The DOT stirred all this together, and posted the final rule on 21 December 2009. The air carrier contingency plans require "that each plan include, at a minimum, the following:"
(1) an assurance that, for domestic flights, the air carrier will not permit an aircraft to remain on the tarmac for more than three hours unless the pilot-in-command determines there is a safety-related or security-related impediment to deplaning passengers (e.g. weather, air traffic control, a directive from an appropriate government agency, etc.), or Air Traffic Control advises the pilot-in-command that returning to the gate or permitting passengers to disembark elsewhere would significantly disrupt airport operations;
(2) for international flights that depart from or arrive at a U.S. airport, an assurance that the air carrier will not permit an aircraft to remain on the tarmac for more than a set number of hours, as determined by the carrier in its plan, before allowing passengers to deplane, unless the pilot-in-command determines there is a safety-related or security-related reason precluding the aircraft from doing so, or Air Traffic Control advises the pilot-in-command that returning to the gate or permitting passengers to disembark elsewhere would significantly disrupt airport operations;
(3) for all flights, an assurance that the air carrier will provide adequate food and potable water no later than two hours after the aircraft leaves the gate (in the case of a departure) or touches down (in the case of an arrival) if the aircraft remains on the tarmac, unless the pilot-in-command determines that safety or security requirements preclude such service;
(4) for all flights, an assurance of operable lavatory facilities, as well as adequate medical attention if needed, while the aircraft remains on the tarmac;
(5) an assurance of sufficient resources to implement the plan; and
(6) an assurance that the plan has been coordinated with airport authorities at all medium and large hub airports that the carrier serves, including medium and large hub diversion airports.

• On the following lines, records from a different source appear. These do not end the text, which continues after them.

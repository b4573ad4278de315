//! Amino-acid composition signals
//!
//! Diagnostic overlays for disorder plots: aromatic residue positions and a
//! sliding-window net-charge profile. Aromatic content and charge patterning
//! are the usual first things to look at when judging whether a disordered
//! region could drive phase separation.

/// Check whether a residue is aromatic (F, Y, or W)
pub fn is_aromatic(aa: u8) -> bool {
    matches!(aa, b'F' | b'Y' | b'W')
}

/// Formal charge contribution of a residue at physiological pH
///
/// D/E contribute -1, K/R +1, H +0.5 (partially protonated); everything else
/// is treated as neutral.
pub fn residue_charge(aa: u8) -> f64 {
    match aa {
        b'D' | b'E' => -1.0,
        b'K' | b'R' => 1.0,
        b'H' => 0.5,
        _ => 0.0,
    }
}

/// Positions (0-based) of aromatic residues in a sequence
///
/// # Example
///
/// ```
/// use idrtools::composition::aromatic_positions;
///
/// assert_eq!(aromatic_positions(b"MFKYW"), vec![1, 3, 4]);
/// ```
pub fn aromatic_positions(seq: &[u8]) -> Vec<usize> {
    seq.iter()
        .enumerate()
        .filter(|(_, &aa)| is_aromatic(aa))
        .map(|(i, _)| i)
        .collect()
}

/// Net charge summed over a sliding window, reported at window centers
///
/// Returns `(center_position, net_charge)` pairs for every full window.
/// Sequences shorter than the window yield an empty profile.
///
/// # Example
///
/// ```
/// use idrtools::composition::net_charge_profile;
///
/// // K(+1) D(-1) K(+1) over window 2: [0.0, 0.0]
/// let profile = net_charge_profile(b"KDK", 2);
/// assert_eq!(profile, vec![(1, 0.0), (2, 0.0)]);
/// ```
pub fn net_charge_profile(seq: &[u8], window: usize) -> Vec<(usize, f64)> {
    if window == 0 || seq.len() < window {
        return Vec::new();
    }

    let charges: Vec<f64> = seq.iter().map(|&aa| residue_charge(aa)).collect();
    charges
        .windows(window)
        .enumerate()
        .map(|(i, block)| (i + window / 2, block.iter().sum()))
        .collect()
}

#[cfg(test)]
mod tests {
    use super::*;

    #[test]
    fn test_aromatic_set() {
        assert!(is_aromatic(b'F'));
        assert!(is_aromatic(b'Y'));
        assert!(is_aromatic(b'W'));
        assert!(!is_aromatic(b'A'));
        assert!(!is_aromatic(b'f')); // codes are uppercase by convention
    }

    #[test]
    fn test_residue_charges() {
        assert_eq!(residue_charge(b'D'), -1.0);
        assert_eq!(residue_charge(b'E'), -1.0);
        assert_eq!(residue_charge(b'K'), 1.0);
        assert_eq!(residue_charge(b'R'), 1.0);
        assert_eq!(residue_charge(b'H'), 0.5);
        assert_eq!(residue_charge(b'G'), 0.0);
    }

    #[test]
    fn test_aromatic_positions() {
        assert_eq!(aromatic_positions(b"MFKYW"), vec![1, 3, 4]);
        assert_eq!(aromatic_positions(b"MKGA"), Vec::<usize>::new());
    }

    #[test]
    fn test_net_charge_profile_window_counts() {
        // len 10, window 10: exactly one full window, centered at 5
        let seq = b"KKKKKDDDDD";
        let profile = net_charge_profile(seq, 10);
        assert_eq!(profile, vec![(5, 0.0)]);
    }

    #[test]
    fn test_net_charge_profile_sliding() {
        let profile = net_charge_profile(b"KKDD", 2);
        assert_eq!(profile, vec![(1, 2.0), (2, 0.0), (3, -2.0)]);
    }

    #[test]
    fn test_net_charge_profile_short_sequence() {
        assert_eq!(net_charge_profile(b"KD", 10), vec![]);
        assert_eq!(net_charge_profile(b"KD", 0), vec![]);
    }
}
//! One-shot diagnostic plot rendering
//!
//! Two figures, both rendered synchronously to SVG:
//! - [`ps_plot`]: disorder propensity with the disorder threshold, shaded
//!   potential IDRs, and phase-separation key-residue spans
//! - [`residue_plot`]: the same propensity track overlaid with aromatic
//!   residue positions and a sliding-window net-charge profile
//!
//! The phase-separation probability shown in panel titles is a caller-supplied
//! side table; entries without a probability get a name-only title.

use crate::composition::{aromatic_positions, net_charge_profile};
use crate::error::{IdrError, Result};
use crate::intervals::contiguous_regions;
use crate::types::{DisorderRecord, RegionRecord};
use plotters::coord::types::RangedCoordf64;
use plotters::coord::Shift;
use plotters::prelude::*;
use plotters::series::DashedLineSeries;
use std::collections::HashMap;
use std::path::Path;

/// Net-charge window of the residue plot
const CHARGE_WINDOW: usize = 10;
/// Vertical scale applied to window net charge before plotting
const CHARGE_SCALE: f64 = 0.02;
/// Baseline the scaled charge profile is centered on
const CHARGE_BASELINE: f64 = 0.8;
/// Y position of aromatic residue markers
const AROMATIC_Y: f64 = 0.4;

const PANEL_WIDTH: u32 = 900;
const PANEL_HEIGHT: u32 = 300;

const SCORE_COLOR: RGBColor = RGBColor(0x57, 0xcc, 0x99);
const REGION_COLOR: RGBColor = RGBColor(0x14, 0x7c, 0x89);
const CHARGE_COLOR: RGBColor = RGBColor(0xff, 0xa5, 0x00);
const AROMATIC_COLOR: RGBColor = RGBColor(0x80, 0x00, 0x80);
const IDR_FILL: RGBColor = RGBColor(0x80, 0x80, 0x80);

/// One plot panel's worth of data
///
/// This is the column contract the parsers feed into rendering: a display
/// name, the `fldpnn2_score` track, and optionally the residue sequence and
/// per-residue region flags from the region report.
#[derive(Debug, Clone, PartialEq)]
pub struct PlotEntry {
    /// Display name (protein or gene name) and probability-table key
    pub name: String,
    /// Per-residue disorder propensity
    pub scores: Vec<f64>,
    /// Residue sequence; empty when unavailable
    pub aa: Vec<u8>,
    /// Per-residue region flags; empty when unavailable
    pub dregion: Vec<bool>,
}

impl PlotEntry {
    /// Build an entry from a disorder record, optionally joined with the
    /// matching region record.
    pub fn from_records(disorder: &DisorderRecord, region: Option<&RegionRecord>) -> Self {
        Self {
            name: disorder.id.clone(),
            scores: disorder.scores.clone(),
            aa: disorder.residues.clone(),
            dregion: region.map(|r| r.dregion.clone()).unwrap_or_default(),
        }
    }
}

/// Rendering options shared by both figures
#[derive(Debug, Clone)]
pub struct PlotConfig {
    /// Disorder call threshold drawn on every panel
    pub threshold: f64,
    /// Identifier→phase-separation-probability side table for panel titles
    pub probabilities: HashMap<String, f64>,
}

impl Default for PlotConfig {
    fn default() -> Self {
        Self {
            threshold: 0.25,
            probabilities: HashMap::new(),
        }
    }
}

impl PlotConfig {
    fn title_for(&self, name: &str) -> String {
        match self.probabilities.get(name) {
            Some(prob) => format!("{} | Phase Separation Probability: {:.2}", name, prob),
            None => name.to_string(),
        }
    }
}

fn plot_err<E: std::fmt::Display>(e: E) -> IdrError {
    IdrError::Plot(e.to_string())
}

type Panel<'a> = DrawingArea<SVGBackend<'a>, Shift>;

fn score_chart<'a, 'b>(
    panel: &'a Panel<'b>,
    title: &str,
    len: usize,
) -> Result<ChartContext<'a, SVGBackend<'b>, Cartesian2d<RangedCoordf64, RangedCoordf64>>> {
    let x_max = len.max(1) as f64;
    let mut chart = ChartBuilder::on(panel)
        .caption(title, ("sans-serif", 18))
        .margin(10)
        .x_label_area_size(30)
        .y_label_area_size(45)
        .build_cartesian_2d(0f64..x_max, 0f64..1f64)
        .map_err(plot_err)?;

    chart
        .configure_mesh()
        .disable_mesh()
        .x_desc("Position")
        .y_desc("Disorder Propensity")
        .draw()
        .map_err(plot_err)?;

    Ok(chart)
}

fn draw_score_track(
    chart: &mut ChartContext<'_, SVGBackend<'_>, Cartesian2d<RangedCoordf64, RangedCoordf64>>,
    scores: &[f64],
    threshold: f64,
) -> Result<()> {
    let points: Vec<(f64, f64)> = scores.iter().enumerate().map(|(i, &y)| (i as f64, y)).collect();

    // Shade only where the score rises above the threshold
    chart
        .draw_series(AreaSeries::new(
            points.iter().map(|&(x, y)| (x, y.max(threshold))),
            threshold,
            &IDR_FILL.mix(0.5),
        ))
        .map_err(plot_err)?
        .label("Potential IDRs")
        .legend(|(x, y)| Rectangle::new([(x, y - 4), (x + 10, y + 4)], IDR_FILL.mix(0.5).filled()));

    chart
        .draw_series(LineSeries::new(points, SCORE_COLOR.stroke_width(2)))
        .map_err(plot_err)?
        .label("Disorder Propensity")
        .legend(|(x, y)| PathElement::new(vec![(x, y), (x + 10, y)], SCORE_COLOR.stroke_width(2)));

    let x_max = scores.len().max(1) as f64;
    chart
        .draw_series(DashedLineSeries::new(
            [(0.0, threshold), (x_max, threshold)],
            6,
            4,
            RED.stroke_width(1),
        ))
        .map_err(plot_err)?
        .label("Disorder Threshold")
        .legend(|(x, y)| PathElement::new(vec![(x, y), (x + 10, y)], RED.stroke_width(1)));

    Ok(())
}

fn split_panels<'a>(
    root: &Panel<'a>,
    count: usize,
) -> Vec<Panel<'a>> {
    root.split_evenly((count, 1))
}

/// Render the phase-separation overview figure.
///
/// One panel per entry: disorder propensity, threshold, shaded potential
/// IDRs, and a shaded vertical span for every contiguous `dregion` run.
pub fn ps_plot<P: AsRef<Path>>(path: P, entries: &[PlotEntry], config: &PlotConfig) -> Result<()> {
    if entries.is_empty() {
        return Ok(());
    }

    let height = PANEL_HEIGHT * entries.len() as u32;
    let root = SVGBackend::new(path.as_ref(), (PANEL_WIDTH, height)).into_drawing_area();
    root.fill(&WHITE).map_err(plot_err)?;

    for (i, (panel, entry)) in split_panels(&root, entries.len()).iter().zip(entries).enumerate() {
        let mut chart = score_chart(panel, &config.title_for(&entry.name), entry.scores.len())?;

        // Key-residue spans go underneath the score track
        let spans = contiguous_regions(&entry.dregion);
        chart
            .draw_series(spans.iter().map(|&(start, end)| {
                Rectangle::new(
                    [(start as f64, 0.0), ((end + 1) as f64, 1.0)],
                    REGION_COLOR.mix(0.3).filled(),
                )
            }))
            .map_err(plot_err)?;

        draw_score_track(&mut chart, &entry.scores, config.threshold)?;

        if i == 0 {
            chart
                .configure_series_labels()
                .background_style(&WHITE.mix(0.8))
                .border_style(&BLACK)
                .draw()
                .map_err(plot_err)?;
        }
    }

    root.present().map_err(plot_err)
}

/// Render the residue-composition figure.
///
/// One panel per entry: disorder propensity and threshold as in [`ps_plot`],
/// plus aromatic residue markers and the net charge per 10-residue window
/// (scaled and shifted onto the propensity axis).
pub fn residue_plot<P: AsRef<Path>>(
    path: P,
    entries: &[PlotEntry],
    config: &PlotConfig,
) -> Result<()> {
    if entries.is_empty() {
        return Ok(());
    }

    let height = PANEL_HEIGHT * entries.len() as u32;
    let root = SVGBackend::new(path.as_ref(), (PANEL_WIDTH, height)).into_drawing_area();
    root.fill(&WHITE).map_err(plot_err)?;

    for (i, (panel, entry)) in split_panels(&root, entries.len()).iter().zip(entries).enumerate() {
        let mut chart = score_chart(panel, &config.title_for(&entry.name), entry.scores.len())?;

        draw_score_track(&mut chart, &entry.scores, config.threshold)?;

        chart
            .draw_series(
                aromatic_positions(&entry.aa)
                    .into_iter()
                    .map(|pos| Circle::new((pos as f64, AROMATIC_Y), 3, AROMATIC_COLOR.filled())),
            )
            .map_err(plot_err)?
            .label("Aromatic Residues")
            .legend(|(x, y)| Circle::new((x + 5, y), 3, AROMATIC_COLOR.filled()));

        let charge: Vec<(f64, f64)> = net_charge_profile(&entry.aa, CHARGE_WINDOW)
            .into_iter()
            .map(|(pos, net)| (pos as f64, net * CHARGE_SCALE + CHARGE_BASELINE))
            .collect();
        if !charge.is_empty() {
            let x_max = entry.scores.len().max(1) as f64;
            chart
                .draw_series(DashedLineSeries::new(
                    [(0.0, CHARGE_BASELINE), (x_max, CHARGE_BASELINE)],
                    4,
                    4,
                    BLACK.mix(0.3).stroke_width(1),
                ))
                .map_err(plot_err)?;
            chart
                .draw_series(LineSeries::new(charge, CHARGE_COLOR.stroke_width(1)))
                .map_err(plot_err)?
                .label("Net Charge per 10-Residue Window")
                .legend(|(x, y)| {
                    PathElement::new(vec![(x, y), (x + 10, y)], CHARGE_COLOR.stroke_width(1))
                });
        }

        if i == 0 {
            chart
                .configure_series_labels()
                .background_style(&WHITE.mix(0.8))
                .border_style(&BLACK)
                .draw()
                .map_err(plot_err)?;
        }
    }

    root.present().map_err(plot_err)
}
//! ============================================================================
//! Reward Tiers - Eligibility scoring and tier classification
//! ============================================================================
//! Pure mapping from a wallet's total on-chain transaction count to a reward
//! tier. No I/O, no failure modes.
//! ============================================================================

use serde::de::{self, Visitor};
use serde::{Deserialize, Deserializer, Serialize, Serializer};

/// Every 6 on-chain transactions count as one eligible transaction
pub const ELIGIBLE_TX_DIVISOR: u64 = 6;

/// A wallet must exceed this many eligible transactions to qualify
pub const MIN_ELIGIBLE_TX: u64 = 100;

/// Reward tier derived from the eligible transaction count.
/// Bands are inclusive and non-overlapping; on the wire a tier is its number.
#[derive(Debug, Clone, Copy, PartialEq, Eq, PartialOrd, Ord)]
pub enum Tier {
    /// 101-250 eligible transactions
    Tier1,
    /// 251-400 eligible transactions
    Tier2,
    /// 401-550 eligible transactions
    Tier3,
    /// 551-700 eligible transactions
    Tier4,
    /// 701-850 eligible transactions
    Tier5,
    /// 851+ eligible transactions
    Tier6,
}

impl Tier {
    /// Determine the tier for an eligible transaction count.
    /// Returns None below the qualification threshold.
    pub fn from_eligible_count(eligible_tx: u64) -> Option<Self> {
        match eligible_tx {
            101..=250 => Some(Tier::Tier1),
            251..=400 => Some(Tier::Tier2),
            401..=550 => Some(Tier::Tier3),
            551..=700 => Some(Tier::Tier4),
            701..=850 => Some(Tier::Tier5),
            851.. => Some(Tier::Tier6),
            _ => None,
        }
    }

    /// Tier number as reported to callers (1-6)
    pub fn number(self) -> u8 {
        match self {
            Tier::Tier1 => 1,
            Tier::Tier2 => 2,
            Tier::Tier3 => 3,
            Tier::Tier4 => 4,
            Tier::Tier5 => 5,
            Tier::Tier6 => 6,
        }
    }

    /// Inverse of [`Tier::number`]
    pub fn from_number(n: u8) -> Option<Self> {
        match n {
            1 => Some(Tier::Tier1),
            2 => Some(Tier::Tier2),
            3 => Some(Tier::Tier3),
            4 => Some(Tier::Tier4),
            5 => Some(Tier::Tier5),
            6 => Some(Tier::Tier6),
            _ => None,
        }
    }

    /// Minimum eligible transaction count for this tier
    pub fn min_eligible_tx(self) -> u64 {
        match self {
            Tier::Tier1 => 101,
            Tier::Tier2 => 251,
            Tier::Tier3 => 401,
            Tier::Tier4 => 551,
            Tier::Tier5 => 701,
            Tier::Tier6 => 851,
        }
    }
}

// Tiers travel as plain integers in API payloads and stored records.
impl Serialize for Tier {
    fn serialize<S: Serializer>(&self, serializer: S) -> Result<S::Ok, S::Error> {
        serializer.serialize_u8(self.number())
    }
}

impl<'de> Deserialize<'de> for Tier {
    fn deserialize<D: Deserializer<'de>>(deserializer: D) -> Result<Self, D::Error> {
        struct TierVisitor;

        impl Visitor<'_> for TierVisitor {
            type Value = Tier;

            fn expecting(&self, f: &mut std::fmt::Formatter) -> std::fmt::Result {
                f.write_str("a tier number between 1 and 6")
            }

            fn visit_u64<E: de::Error>(self, v: u64) -> Result<Tier, E> {
                u8::try_from(v)
                    .ok()
                    .and_then(Tier::from_number)
                    .ok_or_else(|| E::custom(format!("invalid tier number: {}", v)))
            }
        }

        deserializer.deserialize_u64(TierVisitor)
    }
}

/// Outcome of one eligibility classification.
/// Computed once per check, immutable afterwards.
#[derive(Debug, Clone, PartialEq, Eq, Serialize, Deserialize)]
pub struct EligibilityResult {
    /// Total on-chain transactions found for the wallet
    pub total_tx: u64,
    /// total_tx / 6, floor division
    pub total_eligible_tx: u64,
    pub eligible: bool,
    /// Reward tier, absent when the wallet does not qualify
    pub tier: Option<Tier>,
}

/// Classify a total transaction count into an eligibility decision.
pub fn classify(total_tx: u64) -> EligibilityResult {
    let total_eligible_tx = total_tx / ELIGIBLE_TX_DIVISOR;
    let eligible = total_eligible_tx > MIN_ELIGIBLE_TX;
    let tier = if eligible {
        Tier::from_eligible_count(total_eligible_tx)
    } else {
        None
    };

    EligibilityResult {
        total_tx,
        total_eligible_tx,
        eligible,
        tier,
    }
}

#[cfg(test)]
mod tests {
    use super::*;

    #[test]
    fn test_below_threshold_is_ineligible() {
        // floor(605 / 6) = 100, which is not > 100
        for total_tx in [0, 1, 5, 6, 600, 605] {
            let result = classify(total_tx);
            assert!(!result.eligible, "totalTx {} should be ineligible", total_tx);
            assert_eq!(result.tier, None);
        }
    }

    #[test]
    fn test_first_eligible_count() {
        let result = classify(606);
        assert_eq!(result.total_eligible_tx, 101);
        assert!(result.eligible);
        assert_eq!(result.tier, Some(Tier::Tier1));
    }

    #[test]
    fn test_band_boundaries() {
        let cases = [
            (250, Some(Tier::Tier1)),
            (251, Some(Tier::Tier2)),
            (400, Some(Tier::Tier2)),
            (401, Some(Tier::Tier3)),
            (550, Some(Tier::Tier3)),
            (551, Some(Tier::Tier4)),
            (700, Some(Tier::Tier4)),
            (701, Some(Tier::Tier5)),
            (850, Some(Tier::Tier5)),
            (851, Some(Tier::Tier6)),
            (10_000, Some(Tier::Tier6)),
        ];
        for (eligible_tx, expected) in cases {
            // Feed a totalTx that floors to exactly this eligible count
            let result = classify(eligible_tx * ELIGIBLE_TX_DIVISOR);
            assert_eq!(result.total_eligible_tx, eligible_tx);
            assert_eq!(result.tier, expected, "eligible count {}", eligible_tx);
        }
    }

    #[test]
    fn test_tier_monotonic_in_total_tx() {
        let mut last_tier = 0u8;
        for total_tx in 0..=6000u64 {
            let tier = classify(total_tx).tier.map(Tier::number).unwrap_or(0);
            assert!(
                tier >= last_tier,
                "tier decreased at totalTx {}: {} -> {}",
                total_tx,
                last_tier,
                tier
            );
            last_tier = tier;
        }
    }

    #[test]
    fn test_end_to_end_examples() {
        let zero = classify(0);
        assert_eq!(zero.total_eligible_tx, 0);
        assert!(!zero.eligible);
        assert_eq!(zero.tier, None);

        let whale = classify(5106);
        assert_eq!(whale.total_eligible_tx, 851);
        assert!(whale.eligible);
        assert_eq!(whale.tier, Some(Tier::Tier6));
    }

    #[test]
    fn test_tier_number_round_trip() {
        for n in 1..=6u8 {
            assert_eq!(Tier::from_number(n).unwrap().number(), n);
        }
        assert_eq!(Tier::from_number(0), None);
        assert_eq!(Tier::from_number(7), None);
    }

    #[test]
    fn test_tier_serializes_as_integer() {
        let result = classify(606);
        let json = serde_json::to_value(&result).unwrap();
        assert_eq!(json["tier"], serde_json::json!(1));

        let ineligible = classify(0);
        let json = serde_json::to_value(&ineligible).unwrap();
        assert_eq!(json["tier"], serde_json::Value::Null);

        let parsed: EligibilityResult =
            serde_json::from_value(serde_json::to_value(&result).unwrap()).unwrap();
        assert_eq!(parsed, result);
    }
}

Failure to do any of the above would be considered an unfair and deceptive practice within the meaning of 49 U.S.C. §41712 and subject to enforcement action, which could result in an order to cease and desist as well as the imposition of civil penalties.
This rule is not without problems from the air passenger's point of view (see DOT Mandates Passenger Bill of Rights and I’m Not Happy by Cranky Flyer), but I maintain my previous position: the airlines brought this on themselves. They did so by failing to step up to the core issues being raised by irate passengers. The airlines defended overflowing toilets, bad air, and hungry and thirsty passengers by declaring that it was not their fault: they couldn't control the weather.
Well, of course they could not control the weather. They could, however, actively manage the effects of long, weather-induced flight delays in a way that their customers could understand and relate to. "The airlines" didn't do that quickly in at least some highly publicized cases. I think the result was entirely predictable.